NT 4 (also called the Shell Update Release, because it was basically NT 3.51 with the Windows 95 shell and some new management tools) was the first version of NT I used regularly. Indeed, I had been writing books for a few years by then, and I had shipped my first software to the public, so NT 4 was perfect on two counts: I wrote a book about NT 4 for higher education and used this system to write Delphi applications; unlike with Windows 95, it wouldn’t crash down to the hardware regularly. In fact, it was rock-solid.

(The night NT 4.0 was released, I went to a party and was pushed into a pool in a bit of silliness that’s probably not hard to imagine. I visited the local Software Etc. to purchase the final retail version of the software soaking wet, and was followed around the store suspiciously until the employee saw I was going to spend over $100 on NT.)
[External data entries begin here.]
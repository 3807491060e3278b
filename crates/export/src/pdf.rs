//! PDF export, laid out by `genpdf`.
//!
//! DejaVu Sans is embedded in the binary and in every document, so any
//! script the font covers (Latin, Cyrillic, Greek and more) renders as-is.

use genpdf::elements::{Break, LinearLayout, Paragraph, StyledElement, UnorderedList};
use genpdf::fonts::{FontData, FontFamily};
use genpdf::style::Style;
use genpdf::{Document, Element as _, SimplePageDecorator};

use tellmemo_core::SummaryRecord;

use crate::error::ExportError;
use crate::sections::{metadata, sections};

const REGULAR_TTF: &[u8] = include_bytes!("../fonts/DejaVuSans.ttf");
const BOLD_TTF: &[u8] = include_bytes!("../fonts/DejaVuSans-Bold.ttf");

const BODY_SIZE: u8 = 11;

fn font_family() -> Result<FontFamily<FontData>, ExportError> {
    let regular = FontData::new(REGULAR_TTF.to_vec(), None)?;
    let bold = FontData::new(BOLD_TTF.to_vec(), None)?;
    Ok(FontFamily { italic: regular.clone(), bold_italic: bold.clone(), regular, bold })
}

pub fn render(summary: &SummaryRecord) -> Result<Vec<u8>, ExportError> {
    let mut doc = Document::new(font_family()?);
    doc.set_title(summary.subject.clone());
    doc.set_font_size(BODY_SIZE);
    let mut decorator = SimplePageDecorator::new();
    decorator.set_margins(20);
    doc.set_page_decorator(decorator);

    doc.push(Paragraph::new(summary.subject.clone()).styled(Style::new().bold().with_font_size(18)));
    let meta: Vec<String> =
        metadata(summary).into_iter().map(|(label, value)| format!("{label}: {value}")).collect();
    doc.push(Paragraph::new(meta.join("  |  ")).styled(Style::new().with_font_size(9)));
    doc.push(Break::new(1));

    doc.push(heading("Overview"));
    for paragraph in summary.body.split("\n\n").map(str::trim).filter(|p| !p.is_empty()) {
        doc.push(Paragraph::new(paragraph.split_whitespace().collect::<Vec<_>>().join(" ")));
        doc.push(Break::new(0.5));
    }

    for section in sections(summary) {
        doc.push(Break::new(0.5));
        doc.push(heading(section.title));
        let mut list = UnorderedList::new();
        for item in &section.items {
            let mut entry = LinearLayout::vertical();
            entry.push(Paragraph::new(item.text.clone()));
            for (label, value) in &item.details {
                entry.push(Paragraph::new(format!("{label}: {value}")).styled(Style::new().with_font_size(9)));
            }
            list.push(entry);
        }
        doc.push(list);
    }

    let mut bytes = Vec::new();
    doc.render(&mut bytes)?;
    Ok(bytes)
}

fn heading(title: &str) -> StyledElement<Paragraph> {
    Paragraph::new(title.to_owned()).styled(Style::new().bold().with_font_size(13))
}

#[cfg(test)]
mod tests {
    use super::*;
    use tellmemo_core::ActionItem;

    fn contains(haystack: &[u8], needle: &[u8]) -> bool {
        haystack.windows(needle.len()).any(|w| w == needle)
    }

    /// `/Page` names, not counting `/Pages` or other `/Page...` keys.
    fn page_count(pdf: &[u8]) -> usize {
        pdf.windows(6).filter(|w| &w[..5] == b"/Page" && !w[5].is_ascii_alphanumeric()).count()
    }

    #[test]
    fn renders_a_pdf_document() {
        let pdf = render(&SummaryRecord::new("Weekly Sync", "Roadmap (v2) reviewed.")).unwrap();
        assert!(pdf.starts_with(b"%PDF-"));
        let tail = &pdf[pdf.len().saturating_sub(32)..];
        assert!(contains(tail, b"%%EOF"));
        assert_eq!(page_count(&pdf), 1);
    }

    #[test]
    fn long_content_spans_pages() {
        let mut summary = SummaryRecord::new("Quarterly planning", "Intro.");
        for i in 0..150 {
            summary.action_items.push(ActionItem::new(format!("Follow up on item number {i}")));
        }
        let pdf = render(&summary).unwrap();
        assert!(page_count(&pdf) >= 3, "expected several pages, got {}", page_count(&pdf));
    }

    #[test]
    fn non_latin_subject_uses_the_embedded_font() {
        let subject = "Планёрка команды";
        for ttf in [REGULAR_TTF, BOLD_TTF] {
            let font = rusttype::Font::try_from_bytes(ttf).unwrap();
            for c in subject.chars().filter(|c| !c.is_whitespace()) {
                assert_ne!(font.glyph(c).id().0, 0, "no glyph for {c:?}");
            }
        }

        let pdf = render(&SummaryRecord::new(subject, "Итоги недели.")).unwrap();
        assert!(contains(&pdf, b"FontFile2"));
        assert!(contains(&pdf, b"Identity-H"));
        assert!(!contains(&pdf, b"/Helvetica"));
    }
}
By this time, NT stood for everything that was right at Microsoft, as far as I was concerned. And I was eager to see Microsoft move this technology to the mainstream. The firm intended to do just that with the next release of NT, called Windows NT 5.0. In fact, I was so impressed by Microsoft’s plans for this release that I started a new website called Windows NT 5.0 SuperSite so that I could write about it regularly. That site, since renamed to Paul Thurrott’s SuperSite for Windows, is still around 15 years later.

Just a few months later, however, things changed. First, internal marketing won the branding war and, deciding that the Windows name was far more important than the NT name, rebranded the product as Windows 2000. Then, in order to get the continually delayed product out the door, Microsoft stepped back from its plans to merge the Windows 9x codebase with NT in this release. Instead, it shipped the reviled Windows Millennium Edition (Me) in the same year as Windows 2000, extending the life of the old DOS-based Windows family another few years.

(I came onboard with Windows NT Magazine just before they changed the name of the publication, first to Windows 2000 Magazine.)

Microsoft of course realized its grand plans with Windows XP, which did indeed carry NT forward, silently, as the sole mainstream Windows product line. But in many ways the purity of NT had long since ended. During NT 4.0’s lifetime, Microsoft had integrated the unsafe and immature Internet Explorer codebase into the OS core unnecessarily and in order to harm Netscape, triggering a decade of antitrust issues.

But NT soldiered on, though few remembered its name. Indeed, when Microsoft talks about Windows being the most malleable software ever created, it’s really talking about NT, and not the old DOS-based Windows. The NT kernel lives in everything from the Xbox to Windows Azure to the phone in my pocket. It is indeed one of the most versatile technologies on earth. It is also one of the most popular.

Ironically, NT’s foes today are the same as in the past: Some variant of UNIX drives both Android and iOS, the two most popular mobile platforms on earth, while Microsoft is pushing forward with the NT-based Windows 8.x and Windows Phone. Now, as in the past, few believe that Microsoft can oust the market leaders, or even offer something passingly good. But as it did before in the PC, workstation, workgroup, small server, server, datacenter, and cloud computing markets, Microsoft has a secret weapon. It’s called NT. And don’t you forget it.

Actually, here’s one last little tidbit to consider. Dave Cutler never left Microsoft, and after innovating in some ways you might not be aware of—he spearheaded Microsoft’s acceptance of the AMD64 platform, making it the industry standard x64 platform on which all PCs are now based, for example, helped create Azure, and most recently delivered NT’s OS and Hyper-V technologies to Xbox One—he’s now back where he belongs, in the core Windows team. Will this lead to yet another NT renaissance, or is Cutler—he’s over 70 years old now—ready for retirement? I don’t know. But I hope the possibility of Mr. Cutler going hands-on with NT again is keeping Microsoft’s competitors up at night.